> [ACTIVITY]: Using the data below, return the stretch from the line that contains "Adds a sink" through the line that contains "Minimum level delivered.", both included, exactly as it stands and nothing beyond it.

=== Section Start ===

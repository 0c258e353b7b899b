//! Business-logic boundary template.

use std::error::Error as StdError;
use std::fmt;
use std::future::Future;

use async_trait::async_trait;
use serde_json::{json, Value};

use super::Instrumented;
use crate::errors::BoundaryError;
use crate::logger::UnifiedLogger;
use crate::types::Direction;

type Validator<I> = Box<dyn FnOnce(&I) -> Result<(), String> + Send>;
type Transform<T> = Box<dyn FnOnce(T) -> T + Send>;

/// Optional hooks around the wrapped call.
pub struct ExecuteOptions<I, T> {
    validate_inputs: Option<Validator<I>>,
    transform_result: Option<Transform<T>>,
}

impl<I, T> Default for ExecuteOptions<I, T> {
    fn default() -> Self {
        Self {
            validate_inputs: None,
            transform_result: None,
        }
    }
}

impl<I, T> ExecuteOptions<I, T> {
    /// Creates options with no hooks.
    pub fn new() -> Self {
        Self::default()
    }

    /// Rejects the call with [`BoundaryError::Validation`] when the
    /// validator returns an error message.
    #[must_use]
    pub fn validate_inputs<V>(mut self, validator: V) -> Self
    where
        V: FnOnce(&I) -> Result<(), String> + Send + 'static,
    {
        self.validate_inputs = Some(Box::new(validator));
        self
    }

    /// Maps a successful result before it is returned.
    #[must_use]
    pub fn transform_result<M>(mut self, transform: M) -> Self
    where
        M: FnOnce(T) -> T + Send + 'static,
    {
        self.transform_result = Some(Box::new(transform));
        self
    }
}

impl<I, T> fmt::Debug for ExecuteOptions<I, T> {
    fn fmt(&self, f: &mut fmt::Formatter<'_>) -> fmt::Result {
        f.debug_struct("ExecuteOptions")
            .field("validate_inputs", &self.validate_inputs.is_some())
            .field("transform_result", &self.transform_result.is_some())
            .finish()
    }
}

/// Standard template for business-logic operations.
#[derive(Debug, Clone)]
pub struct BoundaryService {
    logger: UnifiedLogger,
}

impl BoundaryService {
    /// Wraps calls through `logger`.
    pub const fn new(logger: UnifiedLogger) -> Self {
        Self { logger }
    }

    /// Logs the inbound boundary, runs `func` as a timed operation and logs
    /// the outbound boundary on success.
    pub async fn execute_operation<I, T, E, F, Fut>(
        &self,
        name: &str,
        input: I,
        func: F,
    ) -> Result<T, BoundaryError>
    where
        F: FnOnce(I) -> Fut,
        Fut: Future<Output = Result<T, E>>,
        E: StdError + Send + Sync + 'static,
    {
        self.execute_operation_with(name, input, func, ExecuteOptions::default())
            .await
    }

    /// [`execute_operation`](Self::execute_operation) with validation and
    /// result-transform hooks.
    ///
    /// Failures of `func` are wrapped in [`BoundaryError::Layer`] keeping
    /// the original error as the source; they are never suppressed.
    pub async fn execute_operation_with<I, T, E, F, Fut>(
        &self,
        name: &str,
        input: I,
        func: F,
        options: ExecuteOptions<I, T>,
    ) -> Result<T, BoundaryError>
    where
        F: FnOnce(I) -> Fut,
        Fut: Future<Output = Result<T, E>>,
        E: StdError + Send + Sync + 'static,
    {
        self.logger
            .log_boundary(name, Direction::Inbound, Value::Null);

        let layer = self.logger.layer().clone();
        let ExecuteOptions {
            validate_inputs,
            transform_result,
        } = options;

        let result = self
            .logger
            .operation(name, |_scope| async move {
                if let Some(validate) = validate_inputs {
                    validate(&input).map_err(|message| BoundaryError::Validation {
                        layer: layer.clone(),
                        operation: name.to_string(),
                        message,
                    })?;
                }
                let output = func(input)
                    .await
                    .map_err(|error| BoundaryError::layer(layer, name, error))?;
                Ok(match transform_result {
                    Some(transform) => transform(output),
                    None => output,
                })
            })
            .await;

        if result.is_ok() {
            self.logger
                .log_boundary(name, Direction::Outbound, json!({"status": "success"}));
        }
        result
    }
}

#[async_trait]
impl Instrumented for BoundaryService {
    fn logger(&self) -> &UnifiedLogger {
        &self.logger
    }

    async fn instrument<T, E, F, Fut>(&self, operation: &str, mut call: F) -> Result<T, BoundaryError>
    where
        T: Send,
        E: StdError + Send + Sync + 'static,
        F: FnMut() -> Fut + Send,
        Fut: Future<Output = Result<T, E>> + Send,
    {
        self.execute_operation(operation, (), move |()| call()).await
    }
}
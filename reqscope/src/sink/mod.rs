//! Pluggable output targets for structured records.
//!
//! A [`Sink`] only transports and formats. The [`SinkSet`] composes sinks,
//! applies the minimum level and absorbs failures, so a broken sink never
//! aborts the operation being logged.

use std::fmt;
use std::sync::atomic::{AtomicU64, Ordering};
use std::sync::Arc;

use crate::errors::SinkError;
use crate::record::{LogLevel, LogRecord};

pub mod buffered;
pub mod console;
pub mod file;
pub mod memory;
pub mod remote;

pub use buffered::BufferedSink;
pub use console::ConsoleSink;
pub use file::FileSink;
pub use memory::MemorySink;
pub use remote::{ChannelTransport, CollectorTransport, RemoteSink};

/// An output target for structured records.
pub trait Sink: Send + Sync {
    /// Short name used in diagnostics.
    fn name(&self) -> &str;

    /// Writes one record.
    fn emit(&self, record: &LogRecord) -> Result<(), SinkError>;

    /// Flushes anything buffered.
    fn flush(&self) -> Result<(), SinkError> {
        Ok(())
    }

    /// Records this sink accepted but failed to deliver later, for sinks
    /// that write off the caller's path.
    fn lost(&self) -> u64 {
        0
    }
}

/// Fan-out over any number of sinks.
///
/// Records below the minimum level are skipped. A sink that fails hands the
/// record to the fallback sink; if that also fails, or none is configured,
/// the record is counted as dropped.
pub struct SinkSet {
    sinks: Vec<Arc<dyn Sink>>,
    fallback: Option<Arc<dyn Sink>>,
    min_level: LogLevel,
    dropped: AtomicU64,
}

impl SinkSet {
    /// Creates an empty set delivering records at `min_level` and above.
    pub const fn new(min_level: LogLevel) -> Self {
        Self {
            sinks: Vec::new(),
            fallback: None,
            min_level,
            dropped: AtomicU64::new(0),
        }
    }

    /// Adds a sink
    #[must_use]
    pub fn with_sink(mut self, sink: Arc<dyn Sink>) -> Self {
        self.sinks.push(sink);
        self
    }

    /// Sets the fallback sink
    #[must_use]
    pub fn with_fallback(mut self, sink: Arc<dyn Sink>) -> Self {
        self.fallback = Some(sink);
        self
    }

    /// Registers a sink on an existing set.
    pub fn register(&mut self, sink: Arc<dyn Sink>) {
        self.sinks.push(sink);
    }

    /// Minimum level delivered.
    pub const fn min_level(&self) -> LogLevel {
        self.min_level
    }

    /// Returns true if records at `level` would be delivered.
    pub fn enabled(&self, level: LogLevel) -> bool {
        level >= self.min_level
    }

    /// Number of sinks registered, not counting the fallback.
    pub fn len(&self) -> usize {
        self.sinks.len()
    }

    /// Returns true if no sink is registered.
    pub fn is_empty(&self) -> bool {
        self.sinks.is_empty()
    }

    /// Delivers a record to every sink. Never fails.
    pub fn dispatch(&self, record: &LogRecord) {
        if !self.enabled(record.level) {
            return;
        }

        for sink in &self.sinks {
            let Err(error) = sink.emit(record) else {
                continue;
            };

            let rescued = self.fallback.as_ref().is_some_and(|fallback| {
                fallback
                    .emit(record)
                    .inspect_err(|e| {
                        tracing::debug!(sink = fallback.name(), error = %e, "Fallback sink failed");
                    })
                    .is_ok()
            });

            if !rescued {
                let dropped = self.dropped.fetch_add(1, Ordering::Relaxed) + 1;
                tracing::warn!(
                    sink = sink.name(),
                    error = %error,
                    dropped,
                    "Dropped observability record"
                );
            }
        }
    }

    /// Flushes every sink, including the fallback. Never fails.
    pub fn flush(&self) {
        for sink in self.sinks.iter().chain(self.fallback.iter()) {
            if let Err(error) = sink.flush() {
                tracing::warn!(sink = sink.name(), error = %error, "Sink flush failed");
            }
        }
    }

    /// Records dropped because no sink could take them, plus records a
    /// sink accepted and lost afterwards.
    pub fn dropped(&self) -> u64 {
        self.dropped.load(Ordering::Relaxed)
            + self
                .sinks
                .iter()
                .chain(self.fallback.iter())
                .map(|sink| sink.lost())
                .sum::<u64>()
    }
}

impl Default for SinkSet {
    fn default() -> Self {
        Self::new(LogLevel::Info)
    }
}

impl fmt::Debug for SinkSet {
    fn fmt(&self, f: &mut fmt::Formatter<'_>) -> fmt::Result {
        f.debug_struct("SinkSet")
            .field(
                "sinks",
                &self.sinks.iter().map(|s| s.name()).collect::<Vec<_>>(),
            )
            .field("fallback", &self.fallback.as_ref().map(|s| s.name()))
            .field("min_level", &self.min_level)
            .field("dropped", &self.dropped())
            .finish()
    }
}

=== Section End ===

> [SOLVED EXERCISE]:
    /// Adds a sink
    #[must_use]
    pub fn with_sink(mut self, sink: Arc<dyn Sink>) -> Self {
        self.sinks.push(sink);
        self
    }

    /// Sets the fallback sink
    #[must_use]
    pub fn with_fallback(mut self, sink: Arc<dyn Sink>) -> Self {
        self.fallback = Some(sink);
        self
    }

    /// Registers a sink on an existing set.
    pub fn register(&mut self, sink: Arc<dyn Sink>) {
        self.sinks.push(sink);
    }

    /// Minimum level delivered.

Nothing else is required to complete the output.